2018 Grainger Show Highlights the Company’s Continuing Progression
At the 14th annual Grainger Show, held February 11 to February 13 in Orlando, Fla., the company highlighted its MRO offerings for the safety market; its disaster recovery efforts in response to the recent hurricanes and fires; its growing emphasis on digital commerce; and the new inventory management services it’s offering end-users. An estimated 12,000 of the company’s customers, vendors, and employees filled a chunk of Orlando’s Orange County Convention Center, while 700 exhibitors shared the 450,000-sq-ft show floor. Some of those customers were electrical contractors. It’s estimated the Lake Forest, Ill.-based company has $1 billion-plus in annual sales of electrical equipment and related job-site supplies to electrical contractors and facility maintenance personnel.
An abundance of familiar brands filled the show aisles, including electrical lines like Acuity, Current by GE, Eaton, Fulham, Hubbell, Ideal Industries, Philips Lighting, Schneider, Siemens, Shat-R-Shield, Milwaukee Tool, DeWalt, and Bosch. In addition to these brands, the company also displayed its well-known private labeled products, including Dayton motors and HVAC equipment, and LumaPro lighting products that are part of its GC Choice program. Currently, the company privately labels thousands of products under its Grainger Choice brand, including 215,000 products in more than 32 categories, such as HVAC and refrigeration, material handling, safety, cleaning, pneumatics, motors, hand tools, and electrical.
In addition to exploring the numerous new products on display at the show, the 5,000-plus contractors and facility maintenance personnel in attendance also received the opportunity to learn more about the company’s online ordering options, which now account for more than 60% of its total annual business and the growing array of its KeepStock inventory management services. Through KeepStock, Grainger’s customers can stock and manage inventory in their facilities through several different types of vending machines loaded with MRO replacement supplies; tool-crib management programs; and, for the largest customers, even with the help of a full-time Grainger inventory and logistics expert. The KeepStock vending machine program, tool crib replenishment, and Managed MRO programs are now integrated and strive to give customers consistent digital touch points.
Many contractors and facility maintenance personnel know Grainger through its giant red catalog or the company’s website, which was one of the first online purchasing options offered by an industrial distributor.
To keep up with customers’ evolving purchasing habits, which have swung strongly to online shopping, Grainger majorly modified its service offerings and branch network. In fact, over the past 10 years, the company has reduced the number of its U.S. branches from 411 in 2006 to 254 in 2016, according to its Factbook, and orders originating at branches account for just 11% of its total sales. Eighty-five percent of its orders are delivered directly to customers and not picked up at the branches. In addition to the nearly one-third of orders it receives digitally, the company says 22% of orders originate over the telephone — many through its three national call centers or the inside sales operations it opened in San Antonio in 2016.

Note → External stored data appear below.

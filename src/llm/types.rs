// Copyright 2026 Muvon Un Limited
//
// Licensed under the Apache License, Version 2.0 (the "License");
// you may not use this file except in compliance with the License.
// You may obtain a copy of the License at
//
//     http://www.apache.org/licenses/LICENSE-2.0
//
// Unless required by applicable law or agreed to in writing, software
// distributed under the License is distributed on an "AS IS" BASIS,
// WITHOUT WARRANTIES OR CONDITIONS OF ANY KIND, either express or implied.
// See the License for the specific language governing permissions and
// limitations under the License.

use serde::{Deserialize, Serialize};

/// Role of a conversation message
#[derive(Debug, Clone, Copy, Serialize, Deserialize, PartialEq, Eq)]
#[serde(rename_all = "lowercase")]
pub enum Role {
    System,
    User,
    Assistant,
    Tool,
}

/// Function name and JSON-encoded arguments requested by the model
#[derive(Debug, Clone, Serialize, Deserialize, PartialEq)]
pub struct FunctionCall {
    pub name: String,
    #[serde(default)]
    pub arguments: String,
}

/// A tool invocation requested by the model
#[derive(Debug, Clone, Serialize, Deserialize, PartialEq)]
pub struct ToolCall {
    pub id: String,
    #[serde(rename = "type", default = "default_call_type")]
    pub call_type: String,
    pub function: FunctionCall,
}

fn default_call_type() -> String {
    "function".to_string()
}

#[cfg(test)]
impl ToolCall {
    pub fn function(id: &str, name: &str, arguments: &str) -> Self {
        Self {
            id: id.to_string(),
            call_type: default_call_type(),
            function: FunctionCall {
                name: name.to_string(),
                arguments: arguments.to_string(),
            },
        }
    }
}

/// A single message in the chat completion wire format
#[derive(Debug, Clone, Serialize, Deserialize, PartialEq)]
pub struct ChatMessage {
    pub role: Role,
    #[serde(default)]
    pub content: Option<String>,
    #[serde(default, skip_serializing_if = "Vec::is_empty")]
    pub tool_calls: Vec<ToolCall>,
    #[serde(default, skip_serializing_if = "Option::is_none")]
    pub tool_call_id: Option<String>,
}

impl ChatMessage {
    fn plain(role: Role, content: impl Into<String>) -> Self {
        Self {
            role,
            content: Some(content.into()),
            tool_calls: Vec::new(),
            tool_call_id: None,
        }
    }

    pub fn system(content: impl Into<String>) -> Self {
        Self::plain(Role::System, content)
    }

    pub fn user(content: impl Into<String>) -> Self {
        Self::plain(Role::User, content)
    }

    pub fn assistant(content: impl Into<String>) -> Self {
        Self::plain(Role::Assistant, content)
    }

    /// Assistant message carrying tool invocation requests
    #[cfg(test)]
    pub fn assistant_tool_calls(content: Option<String>, tool_calls: Vec<ToolCall>) -> Self {
        Self {
            role: Role::Assistant,
            content,
            tool_calls,
            tool_call_id: None,
        }
    }

    /// Tool result answering the invocation with `tool_call_id`
    pub fn tool(content: impl Into<String>, tool_call_id: &str) -> Self {
        Self {
            role: Role::Tool,
            content: Some(content.into()),
            tool_calls: Vec::new(),
            tool_call_id: Some(tool_call_id.to_string()),
        }
    }

    #[cfg(test)]
    pub fn text(&self) -> &str {
        self.content.as_deref().unwrap_or("")
    }
}

/// Why the model stopped generating
#[derive(Debug, Clone, PartialEq, Eq)]
pub enum FinishReason {
    Stop,
    ToolCalls,
    Length,
    ContentFilter,
    Other(String),
}

impl From<&str> for FinishReason {
    fn from(s: &str) -> Self {
        match s {
            "stop" => FinishReason::Stop,
            "tool_calls" => FinishReason::ToolCalls,
            "length" => FinishReason::Length,
            "content_filter" => FinishReason::ContentFilter,
            other => FinishReason::Other(other.to_string()),
        }
    }
}

impl FinishReason {
    pub fn as_str(&self) -> &str {
        match self {
            FinishReason::Stop => "stop",
            FinishReason::ToolCalls => "tool_calls",
            FinishReason::Length => "length",
            FinishReason::ContentFilter => "content_filter",
            FinishReason::Other(reason) => reason,
        }
    }
}

/// One model completion: the assistant message plus its finish reason
#[derive(Debug, Clone)]
pub struct ModelResponse {
    pub finish_reason: FinishReason,
    pub message: ChatMessage,
}

impl ModelResponse {
    /// Whether the model asked for tools to be run before answering
    pub fn requests_tools(&self) -> bool {
        self.finish_reason == FinishReason::ToolCalls && !self.message.tool_calls.is_empty()
    }

    #[cfg(test)]
    pub fn text(content: &str) -> Self {
        Self {
            finish_reason: FinishReason::Stop,
            message: ChatMessage::assistant(content),
        }
    }

    #[cfg(test)]
    pub fn tool_calls(tool_calls: Vec<ToolCall>) -> Self {
        Self {
            finish_reason: FinishReason::ToolCalls,
            message: ChatMessage::assistant_tool_calls(None, tool_calls),
        }
    }
}
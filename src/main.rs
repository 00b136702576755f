// Copyright 2026 Muvon Un Limited
//
// Licensed under the Apache License, Version 2.0 (the "License");
// you may not use this file except in compliance with the License.
// You may obtain a copy of the License at
//
//     http://www.apache.org/licenses/LICENSE-2.0
//
// Unless required by applicable law or agreed to in writing, software
// distributed under the License is distributed on an "AS IS" BASIS,
// WITHOUT WARRANTIES OR CONDITIONS OF ANY KIND, either express or implied.
// See the License for the specific language governing permissions and
// limitations under the License.

use anyhow::Result;
use clap::Parser;

mod agent;
mod cli;
mod commands;
mod config;
mod error;
mod knowledge;
mod llm;
mod logging;
mod server;
mod storage;
mod tools;

use cli::Cli;
use config::Config;

#[tokio::main]
async fn main() -> Result<()> {
    // Load environment variables from .env file if present
    dotenvy::dotenv().ok();

    // Parse command line arguments
    let cli = Cli::parse();

    if cli.command.logs_to_file() {
        logging::init_file_logging(cli.debug)?;
    } else {
        logging::init_console_logging(cli.debug);
    }

    // Load configuration
    let mut config = match &cli.config {
        Some(path) => Config::load_from(path)?,
        None => Config::load()?,
    };
    if let Some(document) = cli.document {
        config.document.path = document;
    }

    // Execute the command
    if let Err(e) = commands::execute(&config, cli.command).await {
        eprintln!("Error: {:#}", e);
        std::process::exit(1);
    }

    Ok(())
}
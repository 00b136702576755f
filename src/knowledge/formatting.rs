use chrono::{DateTime, Utc};
use colored::Colorize;
use serde_json::json;

use crate::knowledge::types::{DocumentStats, ScoredChunk};

pub fn format_search_results(results: &[ScoredChunk<'_>]) -> String {
    if results.is_empty() {
        return "No chunks in document".to_string();
    }

    let mut output = String::new();

    for result in results {
        output.push_str(&"━".repeat(60));
        output.push('\n');

        output.push_str(
            &format!(
                "Chunk #{} (chars {}-{})",
                result.chunk.index, result.chunk.char_start, result.chunk.char_end
            )
            .blue()
            .bold()
            .to_string(),
        );
        output.push('\n');

        // Content preview (first 200 chars)
        let content = if result.chunk.content.chars().count() > 200 {
            format!("{}...", truncate_chars(&result.chunk.content, 200))
        } else {
            result.chunk.content.clone()
        };
        output.push_str(&content);
        output.push('\n');

        output.push_str(
            &format!("{} overlapping words", result.score)
                .green()
                .to_string(),
        );
        output.push_str("\n\n");
    }

    output
}

pub fn format_search_results_json(results: &[ScoredChunk<'_>]) -> String {
    let items: Vec<_> = results
        .iter()
        .map(|r| {
            json!({
                "index": r.chunk.index,
                "score": r.score,
                "char_start": r.chunk.char_start,
                "char_end": r.chunk.char_end,
                "content": r.chunk.content,
            })
        })
        .collect();
    serde_json::to_string_pretty(&items).unwrap_or_else(|_| "[]".to_string())
}

pub fn format_stats(stats: &DocumentStats) -> String {
    let mut output = String::new();

    output.push_str(&"Document Statistics".bold().to_string());
    output.push('\n');
    output.push_str(&format!("Source: {}", stats.source));
    output.push('\n');
    output.push_str(&format!(
        "Pages: {} ({} with text)",
        stats.total_pages, stats.extracted_pages
    ));
    output.push('\n');
    output.push_str(&format!("Characters: {}", stats.total_chars));
    output.push('\n');
    output.push_str(&format!(
        "Chunks: {} x {} chars",
        stats.total_chunks, stats.chunk_size
    ));
    output.push('\n');
    output.push_str(&format!("Fingerprint: {}", stats.fingerprint.bright_black()));
    output.push('\n');
    output.push_str(&format!("Loaded: {}", format_relative_time(stats.loaded_at)));
    output.push('\n');

    output
}

fn format_relative_time(dt: DateTime<Utc>) -> String {
    let now = Utc::now();
    let duration = now.signed_duration_since(dt);

    if duration.num_days() > 0 {
        format!("{} days ago", duration.num_days())
    } else if duration.num_hours() > 0 {
        format!("{} hours ago", duration.num_hours())
    } else if duration.num_minutes() > 0 {
        format!("{} minutes ago", duration.num_minutes())
    } else {
        "just now".to_string()
    }
}

fn truncate_chars(input: &str, max_chars: usize) -> String {
    input.chars().take(max_chars).collect()
}
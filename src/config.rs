// Copyright 2025 Muvon Un Limited
//
// Licensed under the Apache License, Version 2.0 (the "License");
// you may not use this file except in compliance with the License.
// You may obtain a copy of the License at
//
//     http://www.apache.org/licenses/LICENSE-2.0
//
// Unless required by applicable law or agreed to in writing, software
// distributed under the License is distributed on an "AS IS" BASIS,
// WITHOUT WARRANTIES OR CONDITIONS OF ANY KIND, either express or implied.
// See the License for the specific language governing permissions and
// limitations under the License.

use anyhow::{Context, Result};
use serde::{Deserialize, Serialize};
use std::path::{Path, PathBuf};

const DEFAULT_TEMPLATE: &str = include_str!("../config-templates/default.toml");

/// Source document configuration
#[derive(Debug, Clone, Serialize, Deserialize)]
#[serde(default)]
pub struct DocumentConfig {
    pub path: PathBuf,
    pub chunk_size: usize,
}

impl Default for DocumentConfig {
    fn default() -> Self {
        Self {
            path: PathBuf::from("documents/document.pdf"),
            chunk_size: 1000,
        }
    }
}

/// Retrieval configuration
#[derive(Debug, Clone, Serialize, Deserialize)]
#[serde(default)]
pub struct RetrievalConfig {
    pub top_n: usize,
}

impl Default for RetrievalConfig {
    fn default() -> Self {
        Self { top_n: 5 }
    }
}

/// Persona and turn limits
#[derive(Debug, Clone, Serialize, Deserialize)]
#[serde(default)]
pub struct AgentConfig {
    pub name: String,
    pub subject: String,
    pub max_tool_rounds: usize,
}

impl Default for AgentConfig {
    fn default() -> Self {
        Self {
            name: "Docent".to_string(),
            subject: "document".to_string(),
            max_tool_rounds: 5,
        }
    }
}

/// Chat completion service configuration
#[derive(Debug, Clone, Serialize, Deserialize)]
#[serde(default)]
pub struct ModelConfig {
    pub model: String,
    pub base_url: String,
    pub api_key_env: String,
    pub timeout_secs: u64,
}

impl Default for ModelConfig {
    fn default() -> Self {
        Self {
            model: "gpt-4o-mini".to_string(),
            base_url: "https://api.openai.com/v1".to_string(),
            api_key_env: "OPENAI_API_KEY".to_string(),
            timeout_secs: 60,
        }
    }
}

/// Push notification configuration
#[derive(Debug, Clone, Serialize, Deserialize)]
#[serde(default)]
pub struct PushConfig {
    pub enabled: bool,
    pub endpoint: String,
    pub token_env: String,
    pub user_env: String,
    pub timeout_secs: u64,
}

impl Default for PushConfig {
    fn default() -> Self {
        Self {
            enabled: true,
            endpoint: "https://api.pushover.net/1/messages.json".to_string(),
            token_env: "PUSHOVER_TOKEN".to_string(),
            user_env: "PUSHOVER_USER".to_string(),
            timeout_secs: 10,
        }
    }
}

/// HTTP server configuration
#[derive(Debug, Clone, Serialize, Deserialize)]
#[serde(default)]
pub struct ServerConfig {
    pub bind: String,
}

impl Default for ServerConfig {
    fn default() -> Self {
        Self {
            bind: "127.0.0.1:7860".to_string(),
        }
    }
}

/// Main configuration for docent
#[derive(Debug, Clone, Default, Serialize, Deserialize)]
pub struct Config {
    #[serde(default)]
    pub document: DocumentConfig,
    #[serde(default)]
    pub retrieval: RetrievalConfig,
    #[serde(default)]
    pub agent: AgentConfig,
    #[serde(default)]
    pub model: ModelConfig,
    #[serde(default)]
    pub push: PushConfig,
    #[serde(default)]
    pub server: ServerConfig,
}

impl Config {
    /// Load configuration from config.toml file
    /// First tries to load from system config directory, falls back to embedded template
    pub fn load() -> Result<Self> {
        let config_path = crate::storage::get_system_config_path()?;

        if config_path.exists() {
            Self::load_from(&config_path)
        } else {
            // Config doesn't exist, create from template
            let config = Self::from_toml(DEFAULT_TEMPLATE)?;

            if let Some(parent) = config_path.parent() {
                if !parent.exists() {
                    std::fs::create_dir_all(parent)?;
                }
            }
            std::fs::write(&config_path, DEFAULT_TEMPLATE)?;

            Ok(config)
        }
    }

    /// Load configuration from an explicit file
    pub fn load_from(path: &Path) -> Result<Self> {
        let content = std::fs::read_to_string(path)
            .with_context(|| format!("Failed to read config {}", path.display()))?;
        Self::from_toml(&content).with_context(|| format!("Invalid config {}", path.display()))
    }

    pub fn from_toml(content: &str) -> Result<Self> {
        let config: Self = toml::from_str(content)?;
        config.validate()?;
        Ok(config)
    }

    pub fn validate(&self) -> Result<()> {
        if self.document.chunk_size == 0 {
            anyhow::bail!("document.chunk_size must be greater than zero");
        }
        if self.retrieval.top_n == 0 {
            anyhow::bail!("retrieval.top_n must be greater than zero");
        }
        if self.agent.max_tool_rounds == 0 {
            anyhow::bail!("agent.max_tool_rounds must be greater than zero");
        }
        Ok(())
    }
}

#[cfg(test)]
mod tests {
    use super::*;

    #[test]
    fn test_template_parses_to_defaults() {
        let config = Config::from_toml(DEFAULT_TEMPLATE).unwrap();
        assert_eq!(config.document.chunk_size, 1000);
        assert_eq!(config.retrieval.top_n, 5);
        assert_eq!(config.agent.max_tool_rounds, 5);
        assert_eq!(config.model.model, "gpt-4o-mini");
        assert_eq!(config.push.token_env, "PUSHOVER_TOKEN");
        assert_eq!(config.push.user_env, "PUSHOVER_USER");
        assert!(config.push.enabled);
    }

    #[test]
    fn test_missing_sections_fall_back_to_defaults() {
        let config = Config::from_toml("[retrieval]\ntop_n = 3\n").unwrap();
        assert_eq!(config.retrieval.top_n, 3);
        assert_eq!(config.document.chunk_size, 1000);
        assert_eq!(config.server.bind, "127.0.0.1:7860");
    }

    #[test]
    fn test_partial_sections_keep_remaining_defaults() {
        let config = Config::from_toml("[model]\nmodel = \"gpt-4o\"\n").unwrap();
        assert_eq!(config.model.model, "gpt-4o");
        assert_eq!(config.model.base_url, "https://api.openai.com/v1");
        assert_eq!(config.model.api_key_env, "OPENAI_API_KEY");
        assert_eq!(config.model.timeout_secs, 60);

        let config = Config::from_toml("[document]\npath = \"report.pdf\"\n").unwrap();
        assert_eq!(config.document.path, PathBuf::from("report.pdf"));
        assert_eq!(config.document.chunk_size, 1000);

        let config = Config::from_toml("[push]\nenabled = false\n").unwrap();
        assert!(!config.push.enabled);
        assert_eq!(config.push.token_env, "PUSHOVER_TOKEN");
    }

    #[test]
    fn test_zero_chunk_size_rejected() {
        let result = Config::from_toml("[document]\npath = \"a.pdf\"\nchunk_size = 0\n");
        assert!(result.is_err());
    }

    #[test]
    fn test_zero_tool_rounds_rejected() {
        let result = Config::from_toml(
            "[agent]\nname = \"A\"\nsubject = \"b\"\nmax_tool_rounds = 0\n",
        );
        assert!(result.is_err());
    }
}
// Copyright 2026 Muvon Un Limited
//
// Licensed under the Apache License, Version 2.0 (the "License");
// you may not use this file except in compliance with the License.
// You may obtain a copy of the License at
//
//     http://www.apache.org/licenses/LICENSE-2.0
//
// Unless required by applicable law or agreed to in writing, software
// distributed under the License is distributed on an "AS IS" BASIS,
// WITHOUT WARRANTIES OR CONDITIONS OF ANY KIND, either express or implied.
// See the License for the specific language governing permissions and
// limitations under the License.

//! Tool registry: declares tools with JSON schemas and dispatches calls by name.

use anyhow::Result;
use async_trait::async_trait;
use serde::Serialize;
use serde_json::{json, Map, Value};
use tracing::{info, warn};

/// Machine-readable tool declaration advertised to the model
#[derive(Debug, Clone, Serialize, PartialEq)]
pub struct ToolSpec {
    pub name: String,
    pub description: String,
    pub parameters: Value,
}

/// A side-effecting function the model may call
#[async_trait]
pub trait Tool: Send + Sync {
    fn spec(&self) -> &ToolSpec;

    /// Run the tool with arguments already validated against `spec().parameters`
    async fn call(&self, arguments: &Map<String, Value>) -> Result<Value>;
}

/// Explicit set of tools available to one engine
#[derive(Default)]
pub struct ToolRegistry {
    tools: Vec<Box<dyn Tool>>,
}

impl ToolRegistry {
    pub fn new() -> Self {
        Self::default()
    }

    /// Register a tool; a tool with the same name is replaced
    pub fn register(&mut self, tool: Box<dyn Tool>) {
        let name = tool.spec().name.clone();
        if let Some(existing) = self.tools.iter_mut().find(|t| t.spec().name == name) {
            *existing = tool;
        } else {
            self.tools.push(tool);
        }
    }

    pub fn specs(&self) -> Vec<ToolSpec> {
        self.tools.iter().map(|t| t.spec().clone()).collect()
    }

    pub fn get(&self, name: &str) -> Option<&dyn Tool> {
        self.tools
            .iter()
            .find(|t| t.spec().name == name)
            .map(|t| t.as_ref())
    }

    /// Dispatch a call by name with JSON-encoded arguments
    ///
    /// Never fails: unknown tools yield `{}`, invalid arguments and tool
    /// failures yield `{"error": ...}` so the model can continue the turn.
    pub async fn invoke(&self, name: &str, raw_arguments: &str) -> Value {
        let Some(tool) = self.get(name) else {
            warn!(tool = name, "Model requested unknown tool");
            return json!({});
        };

        let arguments = match parse_arguments(raw_arguments)
            .and_then(|args| validate_args(tool.spec(), &args).map(|_| args))
        {
            Ok(args) => args,
            Err(reason) => {
                warn!(tool = name, %reason, "Rejected tool arguments");
                return json!({ "error": reason });
            }
        };

        info!(tool = name, "Tool called");
        match tool.call(&arguments).await {
            Ok(result) => result,
            Err(e) => {
                warn!(tool = name, error = %e, "Tool failed");
                json!({ "error": e.to_string() })
            }
        }
    }
}

/// Decode the model's argument string into a JSON object
fn parse_arguments(raw: &str) -> Result<Map<String, Value>, String> {
    if raw.trim().is_empty() {
        return Ok(Map::new());
    }

    match serde_json::from_str::<Value>(raw) {
        Ok(Value::Object(map)) => Ok(map),
        Ok(other) => Err(format!(
            "Arguments must be a JSON object, got {}",
            json_type(&other)
        )),
        Err(e) => Err(format!("Arguments are not valid JSON: {e}")),
    }
}

/// Validate arguments against the tool's object schema:
/// required fields, primitive property types and `additionalProperties: false`.
pub fn validate_args(spec: &ToolSpec, args: &Map<String, Value>) -> Result<(), String> {
    let params = &spec.parameters;
    let properties = params.get("properties").and_then(|p| p.as_object());

    if let Some(required) = params.get("required").and_then(|r| r.as_array()) {
        for key in required.iter().filter_map(|r| r.as_str()) {
            if !args.contains_key(key) {
                return Err(format!("Missing required argument: {key}"));
            }
        }
    }

    let closed = params.get("additionalProperties") == Some(&Value::Bool(false));

    for (key, value) in args {
        let Some(schema) = properties.and_then(|p| p.get(key)) else {
            if closed {
                return Err(format!("Unexpected argument: {key}"));
            }
            continue;
        };

        if let Some(expected) = schema.get("type").and_then(|t| t.as_str()) {
            if !matches_type(expected, value) {
                return Err(format!(
                    "Argument {key} must be {expected}, got {}",
                    json_type(value)
                ));
            }
        }
    }

    Ok(())
}

fn matches_type(expected: &str, value: &Value) -> bool {
    match expected {
        "string" => value.is_string(),
        "number" => value.is_number(),
        "integer" => value.is_i64() || value.is_u64(),
        "boolean" => value.is_boolean(),
        "object" => value.is_object(),
        "array" => value.is_array(),
        "null" => value.is_null(),
        _ => true,
    }
}

fn json_type(value: &Value) -> &'static str {
    match value {
        Value::Null => "null",
        Value::Bool(_) => "boolean",
        Value::Number(_) => "number",
        Value::String(_) => "string",
        Value::Array(_) => "array",
        Value::Object(_) => "object",
    }
}
// Copyright 2026 Muvon Un Limited
//
// Licensed under the Apache License, Version 2.0 (the "License");
// you may not use this file except in compliance with the License.
// You may obtain a copy of the License at
//
//     http://www.apache.org/licenses/LICENSE-2.0
//
// Unless required by applicable law or agreed to in writing, software
// distributed under the License is distributed on an "AS IS" BASIS,
// WITHOUT WARRANTIES OR CONDITIONS OF ANY KIND, either express or implied.
// See the License for the specific language governing permissions and
// limitations under the License.

pub mod client;
pub mod types;

pub use client::{ModelClient, OpenAiClient};
pub use types::ChatMessage;
use anyhow::{Context, Result};
use chrono::Utc;
use std::path::Path;
use std::sync::Arc;
use tracing::{debug, info};

use crate::config::DocumentConfig;
use crate::knowledge::chunker::TextChunker;
use crate::knowledge::retriever;
use crate::knowledge::types::{ChunkSet, DocumentStats, ScoredChunk};

/// The document knowledge base: chunks built once at startup, shared read-only
pub struct KnowledgeBase {
    chunks: Arc<ChunkSet>,
    stats: DocumentStats,
}

impl KnowledgeBase {
    /// Load, extract and chunk the configured document
    pub async fn load(config: &DocumentConfig) -> Result<Self> {
        let path = config.path.clone();
        let chunk_size = config.chunk_size;

        // Text extraction is CPU bound, keep it off the runtime threads
        let pages = tokio::task::spawn_blocking({
            let path = path.clone();
            move || super::loader::extract_pages(&path)
        })
        .await
        .context("Document extraction task failed")??;

        Self::from_pages(&path, &pages, chunk_size)
    }

    /// Build the knowledge base from already extracted pages
    pub fn from_pages<S: AsRef<str>>(source: &Path, pages: &[S], chunk_size: usize) -> Result<Self> {
        let chunker = TextChunker::new(chunk_size);
        let (text, chunks) = chunker.chunk_pages(pages)?;

        let extracted_pages = pages
            .iter()
            .filter(|p| !p.as_ref().trim().is_empty())
            .count();
        if extracted_pages < pages.len() {
            debug!(
                skipped = pages.len() - extracted_pages,
                "Skipped pages without extractable text"
            );
        }

        let stats = DocumentStats {
            source: source.display().to_string(),
            total_pages: pages.len(),
            extracted_pages,
            total_chars: text.chars().count(),
            total_chunks: chunks.len(),
            chunk_size,
            fingerprint: chunker.compute_hash(&text),
            loaded_at: Utc::now(),
        };

        info!(
            source = %stats.source,
            pages = stats.total_pages,
            extracted_pages = stats.extracted_pages,
            chunks = stats.total_chunks,
            fingerprint = %stats.fingerprint,
            "Document loaded"
        );

        Ok(Self {
            chunks: Arc::new(chunks),
            stats,
        })
    }

    pub fn chunks(&self) -> Arc<ChunkSet> {
        Arc::clone(&self.chunks)
    }

    pub fn stats(&self) -> &DocumentStats {
        &self.stats
    }

    /// Scored retrieval without calling the model
    pub fn search(&self, query: &str, limit: usize) -> Vec<ScoredChunk<'_>> {
        let mut scored = retriever::score_chunks(&self.chunks, query);
        scored.truncate(limit);
        scored
    }
}

#[cfg(test)]
mod tests {
    use super::*;

    #[test]
    fn test_stats_reflect_pages_and_chunks() {
        let pages = ["First page text.", "", "Second page text."];
        let kb = KnowledgeBase::from_pages(Path::new("doc.txt"), &pages, 10).unwrap();
        let stats = kb.stats();

        assert_eq!(stats.total_pages, 3);
        assert_eq!(stats.extracted_pages, 2);
        assert_eq!(stats.total_chars, "First page text. Second page text.".len());
        assert_eq!(stats.total_chunks, 4);
        assert_eq!(stats.chunk_size, 10);
        assert_eq!(stats.fingerprint.len(), 64);
    }

    #[test]
    fn test_search_truncates_to_limit() {
        let pages = ["alpha beta gamma delta epsilon zeta eta theta"];
        let kb = KnowledgeBase::from_pages(Path::new("doc.txt"), &pages, 6).unwrap();
        let results = kb.search("gamma", 2);
        assert_eq!(results.len(), 2);
        assert!(results[0].score >= results[1].score);
    }

    #[tokio::test]
    async fn test_load_missing_document_fails() {
        let config = DocumentConfig {
            path: "/no/such/document.pdf".into(),
            chunk_size: 1000,
        };
        assert!(KnowledgeBase::load(&config).await.is_err());
    }
}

To fend off companies like Amazon and other online competitors, Grainger has made significant investments in digital operations. According to numerous reports, Amazon has taken direct aim at Grainger’s MRO business with its Amazon Business (formerly AmazonSupply.com). Grainger also tweaked its pricing structure in mid-year 2017 to attract more medium-sized customers (companies spending $10,000 to $60,000 annually on MRO) with lower prices. Grainger CEO D.G. MacPherson told business editors at the show’s Media Roundtable that traffic from these mid-sized customers at the company’s branches is up after last year’s pricing modifications. An article on www.digitalcommerce360.com said Grainger first adjusted its online pricing down about 4% for 400,000 stock-keeping units (SKUs) — approximately 25% to 30% of its total SKUs — and rolled out price cuts to all its online SKUs throughout 2017. So far, signs indicate the changes to the pricing structure and the other strategies mentioned earlier are working.